If Pawlenty, introduced by his wife as “the salt of the earth,” was more tart than usual, he still evinced the comfortable Midwestern appeal that he hopes will make him more palatable than the alternatives that could confront Republican voters.

In early primary states like New Hampshire, Pawlenty is trailing far behind Mitt Romney, the national front-runner with a prodigious fundraising base. In Iowa, Pawlenty is also competing for attention with GOP veterans like Newt Gingrich, who is trying to parlay his extensive network nationwide, while trying to outshine three potential candidates who appeal to the evangelicals who dominate the caucuses here: his Minnesota colleague, Rep. Michele Bachmann, former Alaska Gov. Sarah Palin and former Pennsylvania Sen. Rick Santorum.

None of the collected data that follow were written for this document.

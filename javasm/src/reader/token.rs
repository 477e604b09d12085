//! Splitting a listing into tokens.
//!
//! A listing is read line by line. On each line, leading whitespace is skipped, and then one of these is read:
//! - a string literal `"..."`, or a char literal `'...'`, up to the first quote not escaped by a backslash,
//! - a line comment `// ...`, taking the remainder of the line,
//! - a block comment `/* ... */`, which must end on the same line,
//! - a plain token, up to the next whitespace, or up to the start of a literal or comment.
//!
//! The values of string and char literals are the raw content between the quotes, the escapes in them are
//! handled later on.

use std::iter::Enumerate;
use std::str::Lines;
use anyhow::{anyhow, Error, Result};
use regex::{Captures, Regex};
use crate::reader::error::SyntaxError;

#[derive(Debug, Copy, Clone, PartialEq, Eq)]
pub(crate) enum TokenKind {
	Plain,
	String,
	Char,
	Comment,
	EndOfInput,
}

#[derive(Debug, Copy, Clone, PartialEq)]
pub(crate) struct Token<'a> {
	pub(crate) kind: TokenKind,
	pub(crate) value: &'a str,
	line: usize,
	column: usize,
	line_text: &'a str,
}

impl<'a> Token<'a> {
	/// Returns the value if this is a plain token.
	pub(crate) fn plain(&self) -> Option<&'a str> {
		(self.kind == TokenKind::Plain).then_some(self.value)
	}

	pub(crate) fn is_plain(&self, value: &str) -> bool {
		self.kind == TokenKind::Plain && self.value == value
	}

	pub(crate) fn is_comment(&self) -> bool {
		self.kind == TokenKind::Comment
	}
}

/// Finds the first `quote` in `s` that isn't escaped.
///
/// A quote is escaped if it's preceded by an odd number of backslashes.
pub(crate) fn find_closing_quote(s: &str, quote: char) -> Option<usize> {
	let mut backslashes = 0;
	for (index, char) in s.char_indices() {
		if char == quote && backslashes % 2 == 0 {
			return Some(index);
		}
		if char == '\\' {
			backslashes += 1;
		} else {
			backslashes = 0;
		}
	}
	None
}

/// A stream of [`Token`]s with one token of lookahead.
pub(crate) struct TokenReader<'a> {
	lines: Enumerate<Lines<'a>>,
	line: usize,
	line_text: &'a str,
	/// The part of the current line that wasn't read yet.
	rest: &'a str,
	next: Option<Token<'a>>,
	last: Option<Token<'a>>,
}

impl<'a> TokenReader<'a> {
	pub(crate) fn new(text: &'a str) -> TokenReader<'a> {
		TokenReader {
			lines: text.lines().enumerate(),
			line: 0,
			line_text: "",
			rest: "",
			next: None,
			last: None,
		}
	}

	fn read_next(&mut self) -> Result<Token<'a>> {
		loop {
			let rest = self.rest.trim_start();
			if !rest.is_empty() {
				self.rest = rest;
				break;
			}
			match self.lines.next() {
				Some((index, line)) => {
					self.line = index + 1;
					self.line_text = line;
					self.rest = line;
				},
				None => {
					self.rest = "";
					return Ok(Token {
						kind: TokenKind::EndOfInput,
						value: "",
						line: self.line,
						column: self.line_text.len(),
						line_text: self.line_text,
					});
				},
			}
		}

		let rest = self.rest;
		let column = self.line_text.len() - rest.len();

		let (kind, value, remaining) = if let Some(content) = rest.strip_prefix('"') {
			let end = find_closing_quote(content, '"')
				.ok_or_else(|| self.error_at(column, rest, "expected end of string"))?;
			(TokenKind::String, &content[..end], &content[end + 1..])
		} else if let Some(content) = rest.strip_prefix('\'') {
			let end = find_closing_quote(content, '\'')
				.ok_or_else(|| self.error_at(column, rest, "expected end of char"))?;
			(TokenKind::Char, &content[..end], &content[end + 1..])
		} else if let Some(content) = rest.strip_prefix("//") {
			(TokenKind::Comment, content, "")
		} else if let Some(content) = rest.strip_prefix("/*") {
			let end = content.find("*/")
				.ok_or_else(|| self.error_at(column, rest, "multi line comments are not supported"))?;
			(TokenKind::Comment, &content[..end], &content[end + 2..])
		} else {
			let mut end = rest.find(char::is_whitespace).unwrap_or(rest.len());
			for marker in ["\"", "'", "/*", "//"] {
				if let Some(index) = rest[..end].find(marker) {
					end = end.min(index);
				}
			}
			(TokenKind::Plain, &rest[..end], &rest[end..])
		};

		self.rest = remaining;
		Ok(Token { kind, value, line: self.line, column, line_text: self.line_text })
	}

	pub(crate) fn peek(&mut self) -> Result<Token<'a>> {
		if let Some(next) = self.next {
			return Ok(next);
		}
		let next = self.read_next()?;
		self.next = Some(next);
		Ok(next)
	}

	pub(crate) fn pop(&mut self) -> Result<Token<'a>> {
		let token = match self.next.take() {
			Some(token) => token,
			None => self.read_next()?,
		};
		self.last = Some(token);
		Ok(token)
	}

	pub(crate) fn skip_comments(&mut self) -> Result<()> {
		while self.peek()?.is_comment() {
			self.pop()?;
		}
		Ok(())
	}

	pub(crate) fn peek_non_comment(&mut self) -> Result<Token<'a>> {
		self.skip_comments()?;
		self.peek()
	}

	pub(crate) fn pop_non_comment(&mut self) -> Result<Token<'a>> {
		self.skip_comments()?;
		self.pop()
	}

	pub(crate) fn pop_if(&mut self, predicate: impl FnOnce(&Token<'a>) -> bool) -> Result<Option<Token<'a>>> {
		if predicate(&self.peek()?) {
			self.pop().map(Some)
		} else {
			Ok(None)
		}
	}

	pub(crate) fn pop_non_comment_if(&mut self, predicate: impl FnOnce(&Token<'a>) -> bool) -> Result<Option<Token<'a>>> {
		self.skip_comments()?;
		self.pop_if(predicate)
	}

	/// Pops the next token if it's the plain token `value`, skipping no comments.
	pub(crate) fn pop_if_plain(&mut self, value: &str) -> Result<bool> {
		Ok(self.pop_if(|token| token.is_plain(value))?.is_some())
	}

	/// Pops the next comment, if it matches the `regex`.
	pub(crate) fn pop_comment_matching(&mut self, regex: &Regex) -> Result<Option<Captures<'a>>> {
		let token = self.peek()?;
		if token.is_comment() {
			if let Some(captures) = regex.captures(token.value) {
				self.pop()?;
				return Ok(Some(captures));
			}
		}
		Ok(None)
	}

	/// Pops the next non-comment token, which must be of the given kind, and returns its value.
	pub(crate) fn pop_kind(&mut self, kind: TokenKind) -> Result<&'a str> {
		let token = self.pop_non_comment()?;
		if token.kind != kind {
			return Err(self.error(format!("Expected {kind:?} got {:?}", token.kind)));
		}
		Ok(token.value)
	}

	pub(crate) fn pop_plain(&mut self) -> Result<&'a str> {
		self.pop_kind(TokenKind::Plain)
	}

	pub(crate) fn pop_plain_exact(&mut self, value: &str) -> Result<()> {
		let token = self.pop_plain()?;
		if token != value {
			return Err(self.error(format!("Expected {value} got {token}")));
		}
		Ok(())
	}

	pub(crate) fn pop_plain_one_of(&mut self, values: &[&str]) -> Result<&'a str> {
		let token = self.pop_plain()?;
		if !values.contains(&token) {
			return Err(self.error(format!("Expected one of {values:?} got {token}")));
		}
		Ok(token)
	}

	/// Returns `true` if the next token is on the same line as the last popped one.
	pub(crate) fn peek_on_same_line(&mut self) -> Result<bool> {
		let next = self.peek()?;
		Ok(self.last.is_some_and(|last| last.line == next.line))
	}

	fn error_at(&self, column: usize, token: &str, message: &str) -> Error {
		anyhow!(SyntaxError {
			message: message.to_owned(),
			line: self.line,
			column: char_column(self.line_text, column),
			line_text: self.line_text.to_owned(),
			token: Some(token.to_owned()),
		})
	}

	fn syntax_error(&self, message: String) -> SyntaxError {
		match self.last.or(self.next) {
			Some(token) => SyntaxError {
				message,
				line: token.line,
				column: char_column(token.line_text, token.column),
				line_text: token.line_text.to_owned(),
				token: (token.kind != TokenKind::EndOfInput).then(|| token.value.to_owned()),
			},
			None => SyntaxError {
				message,
				line: self.line,
				column: 0,
				line_text: self.line_text.to_owned(),
				token: None,
			},
		}
	}

	/// Creates an error located at the last popped token.
	pub(crate) fn error(&self, message: impl Into<String>) -> Error {
		anyhow!(self.syntax_error(message.into()))
	}

	/// Creates an error located at the last popped token, caused by `cause`.
	pub(crate) fn error_with(&self, message: impl Into<String>, cause: Error) -> Error {
		cause.context(self.syntax_error(message.into()))
	}
}

fn char_column(line: &str, byte_column: usize) -> usize {
	line.get(..byte_column).map_or(byte_column, |before| before.chars().count())
}

#[cfg(test)]
mod testing {
	use anyhow::Result;
	use pretty_assertions::assert_eq;
	use crate::reader::error::SyntaxError;
	use crate::reader::token::{find_closing_quote, TokenKind, TokenReader};

	fn tokens(text: &str) -> Result<Vec<(TokenKind, &str)>> {
		let mut reader = TokenReader::new(text);
		let mut tokens = Vec::new();
		loop {
			let token = reader.pop()?;
			if token.kind == TokenKind::EndOfInput {
				return Ok(tokens);
			}
			tokens.push((token.kind, token.value));
		}
	}

	#[test]
	fn plain_and_comments() -> Result<()> {
		assert_eq!(tokens("  public static\n\n\t foo()V // access flags 0x9\n")?, vec![
			(TokenKind::Plain, "public"),
			(TokenKind::Plain, "static"),
			(TokenKind::Plain, "foo()V"),
			(TokenKind::Comment, " access flags 0x9"),
		]);
		assert_eq!(tokens("a/* b */c//d")?, vec![
			(TokenKind::Plain, "a"),
			(TokenKind::Comment, " b "),
			(TokenKind::Plain, "c"),
			(TokenKind::Comment, "d"),
		]);
		Ok(())
	}

	#[test]
	fn literals() -> Result<()> {
		assert_eq!(tokens(r#"LDC "a \"b\" \\" x='y'"#)?, vec![
			(TokenKind::Plain, "LDC"),
			(TokenKind::String, r#"a \"b\" \\"#),
			(TokenKind::Plain, "x="),
			(TokenKind::Char, "y"),
		]);
		assert_eq!(tokens(r"'\''")?, vec![(TokenKind::Char, r"\'")]);
		Ok(())
	}

	#[test]
	fn quotes() {
		assert_eq!(find_closing_quote(r#"abc""#, '"'), Some(3));
		assert_eq!(find_closing_quote(r#"a\"c""#, '"'), Some(4));
		assert_eq!(find_closing_quote(r#"a\\"c"#, '"'), Some(3));
		assert_eq!(find_closing_quote(r#"a\\\"c"#, '"'), None);
	}

	#[test]
	fn unterminated_string() {
		let error = tokens("class Foo {\n  LDC \"abc\n}").unwrap_err();
		let error = error.downcast_ref::<SyntaxError>().unwrap();
		assert_eq!(error.message, "expected end of string");
		assert_eq!(error.line, 2);
		assert_eq!(error.column, 6);
		assert_eq!(error.line_text, "  LDC \"abc");
	}

	#[test]
	fn multi_line_comment() {
		assert!(tokens("/* a\n b */").is_err());
	}

	#[test]
	fn same_line() -> Result<()> {
		let mut reader = TokenReader::new("a b\nc");
		reader.pop()?;
		assert!(reader.peek_on_same_line()?);
		reader.pop()?;
		assert!(!reader.peek_on_same_line()?);
		Ok(())
	}

	#[test]
	fn error_position() -> Result<()> {
		let mut reader = TokenReader::new("  GOTO X1");
		reader.pop()?;
		reader.pop()?;
		let error = reader.error("Expected label");
		let error = error.downcast_ref::<SyntaxError>().unwrap();
		assert_eq!((error.line, error.column), (1, 7));
		assert_eq!(error.token.as_deref(), Some("X1"));
		Ok(())
	}
}
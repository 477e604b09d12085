use anyhow::Result;
use java_string::JavaString;
use pretty_assertions::assert_eq;
use javasm::tree::access::AccessFlags;
use javasm::tree::annotation::{Annotation, ElementValue, ElementValuePair, Object};
use javasm::tree::class::{ClassFile, ClassName, InnerClass};
use javasm::tree::field::{ConstantValue, Field, FieldRef};
use javasm::tree::method::code::{Code, CodeElement, Instruction, Label, LabelRange, Loadable, Lv, LvIndex};
use javasm::tree::method::{Method, MethodRef};
use javasm::tree::record::RecordComponent;
use javasm::tree::version::Version;

#[test]
fn braced_method() -> Result<()> {
	let text = "class Foo {\n  public static void main()V {\n    L0\n    RETURN\n    MAXSTACK = 0\n    MAXLOCALS = 1\n  }\n}";
	let class = javasm::read_class(text)?;

	let mut expected = ClassFile::new(Version::UNKNOWN, AccessFlags::SUPER, "Foo".try_into()?, None, Some(ClassName::JAVA_LANG_OBJECT), Vec::new());
	let mut method = Method::new(AccessFlags::PUBLIC | AccessFlags::STATIC, "main".try_into()?, "()V".try_into()?, None, Vec::new());
	let mut code = Code::default();
	code.max_stack = Some(0);
	code.max_locals = Some(1);
	code.elements = vec![
		CodeElement::Label(Label { id: 0 }),
		CodeElement::Instruction(Instruction::Return),
	];
	method.code = Some(code);
	expected.methods.push(method);

	assert_eq!(class, expected);
	Ok(())
}

const FOO: &str = r#"// class version 52.0 (52)
// access flags 0x21
public class com/example/Foo implements java/lang/Runnable {

  // compiled from: Foo.java
  NESTMEMBER com/example/Foo$Bar
  // access flags 0x9
  public static INNERCLASS com/example/Foo$Bar com/example/Foo Bar
  // access flags 0x0
  INNERCLASS com/example/Foo$1 null null

  // access flags 0x1A
  private final static J BIG = 10000000000

  // access flags 0x2
  // signature Ljava/util/List<Ljava/lang/String;>;
  // declaration: names extends java.util.List<java.lang.String>
  private Ljava/util/List; names
  @Ljava/lang/Deprecated;() // invisible

  // access flags 0x1
  public <init>()V
   L0
    LINENUMBER 3 L0
    ALOAD 0
    INVOKESPECIAL java/lang/Object.<init> ()V
    RETURN
   L1
    LOCALVARIABLE this Lcom/example/Foo; L0 L1 0
    MAXSTACK = 1
    MAXLOCALS = 1

  // access flags 0x1
  public run()V
    GETSTATIC java/lang/System.out : Ljava/io/PrintStream;
    LDC "hi"
    INVOKEVIRTUAL java/io/PrintStream.println (Ljava/lang/String;)V
    RETURN
    MAXSTACK = 2
    MAXLOCALS = 1
}
"#;

#[test]
fn textifier_listing() -> Result<()> {
	let class = javasm::read_class(FOO)?;

	assert_eq!(class.version, Version::new(52, 0));
	assert_eq!(class.access, AccessFlags::PUBLIC | AccessFlags::SUPER);
	assert_eq!(class.name, "com/example/Foo");
	assert_eq!(class.super_class, Some(ClassName::JAVA_LANG_OBJECT));
	assert_eq!(class.interfaces, vec![ClassName::try_from("java/lang/Runnable")?]);
	assert_eq!(class.source_file, Some("Foo.java".to_owned()));
	assert_eq!(class.nest_members, vec![ClassName::try_from("com/example/Foo$Bar")?]);
	assert_eq!(class.inner_classes, vec![
		InnerClass {
			inner_class: "com/example/Foo$Bar".try_into()?,
			outer_class: Some("com/example/Foo".try_into()?),
			inner_name: Some("Bar".to_owned()),
			flags: AccessFlags::PUBLIC | AccessFlags::STATIC,
		},
		InnerClass {
			inner_class: "com/example/Foo$1".try_into()?,
			outer_class: None,
			inner_name: None,
			flags: AccessFlags::empty(),
		},
	]);

	let big = Field::new(
		AccessFlags::PRIVATE | AccessFlags::STATIC | AccessFlags::FINAL,
		"BIG".try_into()?,
		"J".try_into()?,
		None,
		Some(ConstantValue::Long(10_000_000_000)),
	);
	let mut names = Field::new(
		AccessFlags::PRIVATE,
		"names".try_into()?,
		"Ljava/util/List;".try_into()?,
		Some("Ljava/util/List<Ljava/lang/String;>;".try_into()?),
		None,
	);
	names.runtime_invisible_annotations.push(Annotation::new("Ljava/lang/Deprecated;".try_into()?));
	assert_eq!(class.fields, vec![big, names]);

	assert_eq!(class.methods.len(), 2);
	let init = &class.methods[0];
	assert_eq!(init.name, "<init>");
	let code = init.code.as_ref().expect("init has code");
	let (l0, l1) = (Label { id: 0 }, Label { id: 1 });
	assert_eq!(code.elements, vec![
		CodeElement::Label(l0),
		CodeElement::LineNumber { line: 3, start: l0 },
		CodeElement::Instruction(Instruction::ALoad(LvIndex { index: 0 })),
		CodeElement::Instruction(Instruction::InvokeSpecial(MethodRef {
			class: ClassName::JAVA_LANG_OBJECT,
			name: "<init>".try_into()?,
			desc: "()V".try_into()?,
		}, false)),
		CodeElement::Instruction(Instruction::Return),
		CodeElement::Label(l1),
	]);
	assert_eq!(code.local_variables, vec![Lv {
		range: LabelRange { start: l0, end: l1 },
		name: "this".try_into()?,
		descriptor: "Lcom/example/Foo;".try_into()?,
		signature: None,
		index: LvIndex { index: 0 },
	}]);

	let run = &class.methods[1];
	let code = run.code.as_ref().expect("run has code");
	assert_eq!(code.elements, vec![
		CodeElement::Instruction(Instruction::GetStatic(FieldRef {
			class: "java/lang/System".try_into()?,
			name: "out".try_into()?,
			desc: "Ljava/io/PrintStream;".try_into()?,
		})),
		CodeElement::Instruction(Instruction::Ldc(Loadable::String(JavaString::from("hi")))),
		CodeElement::Instruction(Instruction::InvokeVirtual(MethodRef {
			class: "java/io/PrintStream".try_into()?,
			name: "println".try_into()?,
			desc: "(Ljava/lang/String;)V".try_into()?,
		}, false)),
		CodeElement::Instruction(Instruction::Return),
	]);
	assert_eq!((code.max_stack, code.max_locals), (Some(2), Some(1)));
	Ok(())
}

#[test]
fn interface_and_enum() -> Result<()> {
	let class = javasm::read_class("public abstract interface Foo {\n  public abstract run()V\n}")?;
	assert_eq!(class.access, AccessFlags::PUBLIC | AccessFlags::ABSTRACT | AccessFlags::INTERFACE);
	assert_eq!(class.methods[0].code, None);

	let class = javasm::read_class("\
public final enum Color extends java/lang/Enum {
  public final static enum LColor; RED
}")?;
	assert_eq!(class.access, AccessFlags::PUBLIC | AccessFlags::FINAL | AccessFlags::ENUM | AccessFlags::SUPER);
	assert_eq!(class.super_class, Some(ClassName::try_from("java/lang/Enum")?));
	assert_eq!(class.fields[0].access, AccessFlags::PUBLIC | AccessFlags::FINAL | AccessFlags::STATIC | AccessFlags::ENUM);
	assert_eq!(class.fields[0].name, "RED");
	Ok(())
}

#[test]
fn annotation_interface_default() -> Result<()> {
	let text = "\
public abstract @interface Tag implements java/lang/annotation/Annotation {
  public abstract names()[Ljava/lang/String;
    default={\"a\", \"b\"}
  public abstract level()I
    default=3
}";
	let class = javasm::read_class(text)?;
	assert_eq!(class.access, AccessFlags::PUBLIC | AccessFlags::ABSTRACT | AccessFlags::ANNOTATION | AccessFlags::INTERFACE);
	assert_eq!(class.methods[0].annotation_default, Some(ElementValue::ArrayType(vec![
		ElementValue::Object(Object::String(JavaString::from("a"))),
		ElementValue::Object(Object::String(JavaString::from("b"))),
	])));
	assert_eq!(class.methods[1].annotation_default, Some(ElementValue::Object(Object::Integer(3))));
	Ok(())
}

#[test]
fn record() -> Result<()> {
	let text = "\
// class version 61.0 (61)
// access flags 0x10030
final class Point extends java/lang/Record {
  RECORDCOMPONENT I x
  @LNonNull;() // invisible
  // signature Ljava/util/List<TT;>;
  RECORDCOMPONENT Ljava/util/List; ys

  // access flags 0x12
  private final I x
}";
	let class = javasm::read_class(text)?;
	assert_eq!(class.version, Version::new(61, 0));
	assert_eq!(class.access, AccessFlags::FINAL | AccessFlags::SUPER | AccessFlags::RECORD);
	assert_eq!(class.super_class, Some(ClassName::JAVA_LANG_RECORD));

	let mut x = RecordComponent::new("x".try_into()?, "I".try_into()?, None);
	x.runtime_invisible_annotations.push(Annotation::new("LNonNull;".try_into()?));
	let ys = RecordComponent::new("ys".try_into()?, "Ljava/util/List;".try_into()?, Some("Ljava/util/List<TT;>;".try_into()?));
	assert_eq!(class.record_components, vec![x, ys]);
	assert_eq!(class.fields.len(), 1);
	assert_eq!(class.fields[0].signature, None);
	Ok(())
}

#[test]
fn record_component_signature() -> Result<()> {
	let text = "final class P extends java/lang/Record {\n  RECORDCOMPONENT\n  // signature TT;\n  Ljava/lang/Object; value\n}";
	let class = javasm::read_class(text)?;
	assert_eq!(class.record_components[0].signature, Some("TT;".try_into()?));
	assert!(class.access.contains(AccessFlags::RECORD));
	Ok(())
}

#[test]
fn class_annotations() -> Result<()> {
	let text = "\
// DEPRECATED
public class Foo {
  @Ljava/lang/Deprecated;()
  @LTag;(names={\"x\"}, level=1, kind=LKind;.BIG, type=Ljava/lang/String;.class, inner=@LInner;())
  @LTag;() : CLASS_EXTENDS -1, null
}";
	let class = javasm::read_class(text)?;
	assert!(class.access.contains(AccessFlags::DEPRECATED));

	let mut tag = Annotation::new("LTag;".try_into()?);
	tag.element_value_pairs = vec![
		ElementValuePair {
			name: "names".to_owned(),
			value: ElementValue::ArrayType(vec![ElementValue::Object(Object::String(JavaString::from("x")))]),
		},
		ElementValuePair { name: "level".to_owned(), value: ElementValue::Object(Object::Integer(1)) },
		ElementValuePair {
			name: "kind".to_owned(),
			value: ElementValue::Enum { type_name: "LKind;".try_into()?, const_name: "BIG".to_owned() },
		},
		ElementValuePair { name: "type".to_owned(), value: ElementValue::Class("Ljava/lang/String;".to_owned()) },
		ElementValuePair {
			name: "inner".to_owned(),
			value: ElementValue::AnnotationInterface(Annotation::new("LInner;".try_into()?)),
		},
	];
	assert_eq!(class.runtime_visible_annotations, vec![Annotation::new("Ljava/lang/Deprecated;".try_into()?), tag]);
	assert_eq!(class.runtime_visible_type_annotations.len(), 1);
	Ok(())
}

#[test]
fn multiple_classes() -> Result<()> {
	let text = "class A {\n}\n// between\nclass B extends A {\n}\n// trailing\n";
	let classes: Vec<ClassFile> = javasm::read_class_multi(text, Vec::new())?;
	let names: Vec<_> = classes.iter().map(|class| class.name.as_str()).collect();
	assert_eq!(names, ["A", "B"]);
	assert_eq!(classes[1].super_class, Some(ClassName::try_from("A")?));

	assert!(javasm::read_class(text).is_err());
	assert!(javasm::read_class("// nothing here\n").is_err());
	Ok(())
}

#[test]
fn invalid_signature_is_ignored() -> Result<()> {
	let class = javasm::read_class("class Foo {\n  // signature \n  I x\n}")?;
	assert_eq!(class.fields[0].signature, None);
	Ok(())
}

#[test]
fn access_flags_comment_wins_over_keywords() -> Result<()> {
	let text = "\
class Foo {
  // access flags 0x1a
  public static I x

  // access flags 0x1019
  public static final I y
}
";
	let class = javasm::read_class(text)?;
	assert_eq!(class.fields, vec![
		Field::new(AccessFlags::PRIVATE | AccessFlags::STATIC | AccessFlags::FINAL, "x".try_into()?, "I".try_into()?, None, None),
		Field::new(AccessFlags::PUBLIC | AccessFlags::STATIC | AccessFlags::FINAL | AccessFlags::SYNTHETIC, "y".try_into()?, "I".try_into()?, None, None),
	]);
	Ok(())
}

“Somebody like Palin … or Bachmann is anywhere from neon yellow to red hot,” said Dennis Goldford, a politics professor at Drake University in Des Moines. “Pawlenty is beige and he’s trying to make beige work for him.”

Many voters here say they are already wrestling with conflicting desires: backing a GOP candidate who will echo their anger — like Palin or Bachmann — or, alternatively, supporting a less-polarizing presence — like Pawlenty — with proven appeal to the swing voters who are likely to decide the election.

“It’s a choice between the head and the heart,” Goldford said.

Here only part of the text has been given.